Corrosion fatigue behavior of a biocompatible ultrafine-grained niobium alloy in simulated body fluid

Abstract

The present study reports on the corrosion fatigue behavior of ultrafine-grained (UFG) Niobium 2 wt-% Zirconium (NbZr) alloy in simulated body fluid (SBF). The alloy was processed using multipass equal channel angular processing at room temperature, resulting in a favorable combination of high strength and ductility along with superior biocompatibility and excellent corrosion resistance. Electrochemical measurements revealed stable passive behavior in SBF saline solutions, similar to conventional Ti–6Al–4V alloy. High-cycle fatigue tests showed no alteration in the crack initiation behavior due to the SBF environment, and an absence of pitting and corrosion products. More severe test conditions were obtained in the fatigue crack growth experiments in saline environments.

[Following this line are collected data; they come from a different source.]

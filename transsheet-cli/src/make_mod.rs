use std::path::{Path, PathBuf};

use transsheet::{
    BucketId, FormatType, Glossary, MachinePolicy, TranslateOptions, TranslationCatalog,
    build_mod_records, load_sheet_files, traits::Parser, translate_language_file,
};

use crate::{
    validation::{
        SheetSource, ensure_output_dir, validate_extension, validate_file_path,
        validate_output_path, validate_overwrite, validate_sheet_source,
    },
    walk::collect_csv_files,
};

/// Options of the `mod` command.
#[derive(Debug, Clone, Default)]
pub struct ModArgs {
    pub input: String,
    pub output: String,
    pub sheet: String,
    pub glossary: Option<String>,
    pub mark: String,
    pub reference_id: bool,
    pub mod_csv: bool,
    pub machine: bool,
    pub force_machine: bool,
    pub overwrite: bool,
}

/// Run the mod command: write the translated string file (or MOD CSV).
pub fn run_mod_command(args: &ModArgs) -> Result<(), String> {
    validate_file_path(&args.input).map_err(|e| format!("Input (-i): {}", e))?;
    validate_extension(&args.input, &[FormatType::Json.extension()])
        .map_err(|e| format!("Input (-i): {}", e))?;
    let source = validate_sheet_source(&args.sheet).map_err(|e| format!("Sheet (-s): {}", e))?;
    if let Some(glossary) = &args.glossary {
        validate_file_path(glossary).map_err(|e| format!("Glossary (-g): {}", e))?;
    }
    let output_format = if args.mod_csv {
        FormatType::Csv
    } else {
        FormatType::Json
    };
    validate_extension(&args.output, &[output_format.extension()])
        .map_err(|e| format!("Output (-o): {}", e))?;
    validate_overwrite(&args.output, args.overwrite)?;
    validate_output_path(&args.output)?;

    let glossary = match &args.glossary {
        Some(path) => Glossary::load(path).map_err(|e| format!("Glossary (-g): {}", e))?,
        None => Glossary::new(),
    };

    let sheet_files: Vec<PathBuf> = match source {
        SheetSource::File(path) => vec![PathBuf::from(path)],
        SheetSource::Directory(dir) => collect_csv_files(Path::new(&dir))?,
    };
    if sheet_files.is_empty() {
        tracing::warn!(sheet = %args.sheet, "no sheet files found");
    }

    // Every sheet file belongs to the source file being translated.
    let bucket_id = BucketId::from_path(&args.input).map_err(|e| e.to_string())?;
    let mut sheets = TranslationCatalog::new();
    load_sheet_files(&mut sheets, &sheet_files, &bucket_id, true)
        .map_err(|e| format!("Sheet (-s): {}", e))?;

    let options = TranslateOptions {
        machine: MachinePolicy::new(args.machine, args.mark.as_str(), args.force_machine),
        reference_id: args.reference_id,
    };
    let (translated, report) = translate_language_file(&args.input, &sheets, &glossary, &options)
        .map_err(|e| e.to_string())?;

    ensure_output_dir(&args.output)?;
    let written = match output_format {
        FormatType::Csv => build_mod_records(&report).write_to(&args.output),
        FormatType::Json => translated.write_to(&args.output),
    };
    written.map_err(|e| format!("Error writing {}: {}", args.output, e))?;

    if report.missing_rows > 0 {
        eprintln!(
            "Warning: {} string(s) had no sheet row and kept the source text",
            report.missing_rows
        );
    }
    if report.unresolved_tokens > 0 {
        eprintln!(
            "Warning: {} glossary variable(s) were left untranslated",
            report.unresolved_tokens
        );
    }
    println!(
        "✅ Wrote {} strings to {}",
        report.entries.len(),
        args.output
    );
    Ok(())
}
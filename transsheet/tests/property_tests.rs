use proptest::prelude::*;
use transsheet::catalog::StringBucket;
use transsheet::glossary::{ConversionType, Glossary, GlossaryEntry};
use transsheet::reference_id::{self, ALPHABET};
use transsheet::tag;
use transsheet::{Error, StringEntry};
use uuid::Uuid;

const TAGS: [&str; 4] = [tag::TAG_CRLF, tag::TAG_CR, tag::TAG_LF, tag::TAG_TAB];

fn text_strategy() -> impl Strategy<Value = String> {
    proptest::string::string_regex("[A-Za-z0-9 <>\\r\\n\\tあ-ん漢字]{0,40}").expect("valid text regex")
}

fn key_set_strategy() -> impl Strategy<Value = Vec<u128>> {
    prop::collection::btree_set(any::<u128>(), 0..12).prop_map(|set| set.into_iter().collect())
}

fn bucket(id: &str, keys: &[u128]) -> StringBucket {
    let mut bucket = StringBucket::new(id);
    for key in keys {
        bucket
            .add_entry(StringEntry::new(Uuid::from_u128(*key), "text"))
            .expect("unique key");
    }
    bucket
}

proptest! {
    #![proptest_config(ProptestConfig::with_cases(64))]

    #[test]
    fn tag_round_trip_restores_text(text in text_strategy()) {
        prop_assume!(TAGS.iter().all(|t| !text.contains(t)));
        prop_assert_eq!(tag::unescape(&tag::escape(&text)), text.clone());
        prop_assert_eq!(tag::decode_cell(&tag::encode_cell(&text, false), false), text);
    }

    #[test]
    fn escaped_text_has_no_controls(text in text_strategy()) {
        let escaped = tag::escape(&text);
        prop_assert!(!escaped.contains('\r'));
        prop_assert!(!escaped.contains('\n'));
        prop_assert!(!escaped.contains('\t'));
    }

    #[test]
    fn reference_id_is_deterministic_and_in_alphabet(raw in any::<u128>()) {
        let key = Uuid::from_u128(raw);
        let first = reference_id::for_key(&key);
        let second = reference_id::for_key(&key);
        prop_assert_eq!(&first, &second);
        prop_assert!(!first.is_empty());
        prop_assert!(first.chars().all(|c| ALPHABET.contains(c)));
    }

    #[test]
    fn disjoint_merge_sums_counts(keys in key_set_strategy(), split in 0usize..12) {
        let split = split.min(keys.len());
        let (left, right) = keys.split_at(split);
        let mut merged = bucket("enGB", left);
        merged.merge(bucket("ENGB", right)).expect("disjoint merge");
        prop_assert_eq!(merged.len(), left.len() + right.len());
    }

    #[test]
    fn overlapping_merge_fails_without_change(keys in key_set_strategy(), extra in any::<u128>()) {
        prop_assume!(!keys.is_empty());
        prop_assume!(!keys.contains(&extra));
        let mut existing = bucket("enGB", &keys);
        let incoming = bucket("enGB", &[extra, keys[0]]);

        let result = existing.merge(incoming);
        let is_duplicate = matches!(result, Err(Error::DuplicateKey { .. }));
        prop_assert!(is_duplicate);
        prop_assert_eq!(existing.len(), keys.len());
        prop_assert!(!existing.contains_key(&Uuid::from_u128(extra)));
    }

    #[test]
    fn substitution_without_variables_is_identity(text in "[A-Za-z0-9 ,.!?]{0,40}") {
        let glossary = Glossary::from_entries(vec![GlossaryEntry::new(
            ConversionType::NounTranslate,
            "",
            "Dragon",
            "ドラゴン",
        )])
        .expect("glossary");
        let result = glossary
            .substitute(&text, ConversionType::NounTranslate, "")
            .expect("default pattern");
        prop_assert!(!result.replaced);
        prop_assert_eq!(result.text, text);
    }
}
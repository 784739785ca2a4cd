//! Support for the `Key,Value,No` CSV read by mod loaders.
//!
//! `No` carries the reference ID of the row. The same file is read back as
//! machine translation input when building new sheets.

use std::{
    fs::File,
    io::{BufRead, BufWriter},
    path::Path,
};

use serde::{Deserialize, Serialize};
use uuid::Uuid;

use crate::{error::Error, formats::write_bom, traits::Parser};

pub const MOD_HEADERS: [&str; 3] = ["Key", "Value", "No"];

#[derive(Debug, Clone, PartialEq, Eq, Serialize, Deserialize)]
pub struct ModRecord {
    #[serde(rename = "Key")]
    pub key: Uuid,
    #[serde(rename = "Value", default)]
    pub value: String,
    #[serde(rename = "No", default)]
    pub no: String,
}

impl Parser for Vec<ModRecord> {
    fn from_reader<R: BufRead>(reader: R) -> Result<Self, Error> {
        let mut rdr = csv::ReaderBuilder::new()
            .has_headers(true)
            .from_reader(reader);
        let mut records = Vec::new();
        for result in rdr.deserialize() {
            records.push(result?);
        }
        Ok(records)
    }

    fn to_writer<W: std::io::Write>(&self, writer: W) -> Result<(), Error> {
        let mut wtr = csv::WriterBuilder::new()
            .has_headers(false)
            .from_writer(writer);
        wtr.write_record(MOD_HEADERS)?;
        for record in self {
            wtr.serialize(record)?;
        }
        wtr.flush()?;
        Ok(())
    }

    fn write_to<P: AsRef<Path>>(&self, path: P) -> Result<(), Error> {
        let mut writer = BufWriter::new(File::create(path)?);
        write_bom(&mut writer)?;
        self.to_writer(writer)
    }
}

Crack growth rates in UFG NbZr were marginally increased in SBF as compared to laboratory air at a constant test frequency of 20 Hz. Upon a 100 fold decrease in the test frequency, slightly higher crack growth rates were observed only in the near-threshold region. Such excellent corrosion and corrosion fatigue properties of UFG NbZr recommend it as an attractive new material for biomedical implants.